Petersen started Flexport in 2013 because he figured there had to be a better way to manage the flow of goods that get put on cargo ships, planes, trucks and railroads and transported all over the world. The company's freight forwarding and brokerage services are in the cloud, enabling it to analyze costs, container efficiency, and greenhouse gas emissions quickly and with more accuracy than legacy systems.
Last year, as the supply chain crisis persisted, Flexport had its own bottleneck: a waiting list. "We couldn't take more customers. We couldn't even serve all the customers we had," he said.
The waiting list has been worked through, and growth in revenue has been significant. In 2019, before the pandemic, Flexport did $650 million in revenue. Last year, revenue over $3 billion. This year, it is on track for $5 billion, according to Petersen.
"We're still a tiny sliver," he said. "We think we're less than 1% or 2% of global container shipping and that doesn't count in all of our other businesses — air freight, customs, cargo insurance, we have a trade finance group that does inventory financing."
Flexport investor David George, a general partner at Andreessen Horowitz, told CNBC, "It's a massive, massive space with very, very little technology in place."
The company has more than 10,000 clients and suppliers in 112 countries and in addition to the revenue growth reported its first EBIT positive year in 2021.
In February, the company announced a $900 million Series E funding round at an $8 billion valuation, with investors including Andreesen Horowitz, Shopify, and Softbank.
As the supply chain remains defined by uncertainty, Petersen is hesitant to make any predictions, but says that the company is seeing demand disruption.
"We're definitely seeing some slowdown in consumer demand, demand destruction as they say," Petersen said. "We're seeing that warehouses are starting to really fill up and a lot of our cargo is coming out of the ports. The warehouses don't have any place to put it so it's a pretty ugly situation out there, especially for direct to consumer brands that are newer and hotter and don't have a really long track record by which to forecast demand."
The situation in China, meanwhile, may not be as bad as some people assume, at least at the ports. "The ports are actually running really smoothly in Shanghai," Petersen said. "It's more that factories are slowing down a little bit. The early signs that it's starting to open back up, in companies are ramping back towards production, it's a little bit to early to say exactly what that bubble will look like, the bubble in sense of all of these orders that have been placed as those move through the systems to come down. We'll know in a few more weeks."

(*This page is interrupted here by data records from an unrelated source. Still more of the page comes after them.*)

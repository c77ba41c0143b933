//! Query service end to end:
//! multi-response C-FIND delivery and in-band cancellation.

use std::net::SocketAddr;

use dicom_core::{dicom_value, DataElement, VR};
use dicom_dictionary_std::tags;
use dicom_net::association::client::ClientAssociationOptions;
use dicom_net::dimse::service::QueryResponses;
use dicom_net::{ApplicationEntity, ServiceHandlers};
use dicom_object::InMemDicomObject;

type Result<T> = std::result::Result<T, Box<dyn std::error::Error + Send + Sync + 'static>>;

static IMPLICIT_VR_LE: &str = "1.2.840.10008.1.2";
static PATIENT_ROOT_QR_FIND: &str = "1.2.840.10008.5.1.4.1.2.1.1";

fn match_identifier(name: &str) -> InMemDicomObject {
    let mut obj = InMemDicomObject::new_empty();
    obj.put(DataElement::new(
        tags::QUERY_RETRIEVE_LEVEL,
        VR::CS,
        dicom_value!(Str, "PATIENT"),
    ));
    obj.put(DataElement::new(
        tags::PATIENT_NAME,
        VR::PN,
        dicom_value!(Str, name),
    ));
    obj
}

fn query_identifier() -> InMemDicomObject {
    match_identifier("*")
}

fn spawn_find_scp(
    handler_factory: impl Fn() -> ServiceHandlers + Send + Sync + 'static,
) -> Result<(dicom_net::ServerHandle, SocketAddr)> {
    let ae = ApplicationEntity::new("FIND-SCP")
        .with_supported_abstract_syntax(PATIENT_ROOT_QR_FIND)
        .with_supported_transfer_syntax(IMPLICIT_VR_LE);
    let server = ae.serve("localhost:0", handler_factory)?;
    let addr = server.local_addr();
    Ok((server, addr))
}

#[test]
fn c_find_yields_every_pending_response() -> Result<()> {
    let (server, addr) = spawn_find_scp(|| {
        ServiceHandlers::new().on_c_find(|_request| -> QueryResponses {
            Box::new(
                [
                    (0xFF00, Some(match_identifier("Doe^John"))),
                    (0xFF00, Some(match_identifier("Doe^Jane"))),
                ]
                .into_iter(),
            )
        })
    })?;

    let mut association = ClientAssociationOptions::new()
        .calling_ae_title("FIND-SCU")
        .with_presentation_context(PATIENT_ROOT_QR_FIND, vec![IMPLICIT_VR_LE])
        .establish(addr)?;

    let responses: Vec<_> = association
        .send_c_find(&query_identifier(), PATIENT_ROOT_QR_FIND)?
        .collect::<std::result::Result<_, _>>()?;

    assert_eq!(responses.len(), 3);
    assert_eq!(responses[0].0, 0xFF00);
    assert_eq!(responses[1].0, 0xFF00);
    assert_eq!(responses[2].0, 0x0000);

    let first = responses[0].1.as_ref().expect("pending match has an identifier");
    assert_eq!(
        first.get(tags::PATIENT_NAME).unwrap().to_str()?.trim(),
        "Doe^John"
    );
    let second = responses[1].1.as_ref().expect("pending match has an identifier");
    assert_eq!(
        second.get(tags::PATIENT_NAME).unwrap().to_str()?.trim(),
        "Doe^Jane"
    );
    // the final response carries no identifier
    assert!(responses[2].1.is_none());

    // the association survives the whole exchange
    assert!(association.is_established());
    association.release()?;

    server.shutdown();
    Ok(())
}

#[test]
fn c_cancel_ends_a_pending_find() -> Result<()> {
    // a provider with no end of matches:
    // only cancellation can terminate the operation
    let (server, addr) = spawn_find_scp(|| {
        ServiceHandlers::new().on_c_find(|_request| -> QueryResponses {
            Box::new((0..).map(|i| (0xFF00, Some(match_identifier(&format!("Match^{}", i))))))
        })
    })?;

    let mut association = ClientAssociationOptions::new()
        .calling_ae_title("FIND-SCU")
        .with_presentation_context(PATIENT_ROOT_QR_FIND, vec![IMPLICIT_VR_LE])
        .establish(addr)?;

    let mut responses = association.send_c_find(&query_identifier(), PATIENT_ROOT_QR_FIND)?;

    // take one pending response, then ask for cancellation
    let first = responses.next().expect("first response")?;
    assert_eq!(first.0, 0xFF00);
    responses.cancel()?;

    // already emitted pending responses may still arrive,
    // but the sequence must end with the cancel confirmation
    let mut last_status = first.0;
    for response in responses {
        let (status, _identifier) = response?;
        last_status = status;
    }
    assert_eq!(last_status, 0xFE00);

    association.release()?;
    server.shutdown();
    Ok(())
}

Amid market volatility and other inflationary pressures over the last year, Petersen also said he's faced internal pressure to take the company public, which he resisted.
"I thought that the market was kind of overheated," he said. "I mean, there's always people who would love to see that, to celebrate that, but we decided it was better to stay private and yet put some money on the balance sheet given the craziness of the markets and we're very, very happy that we did."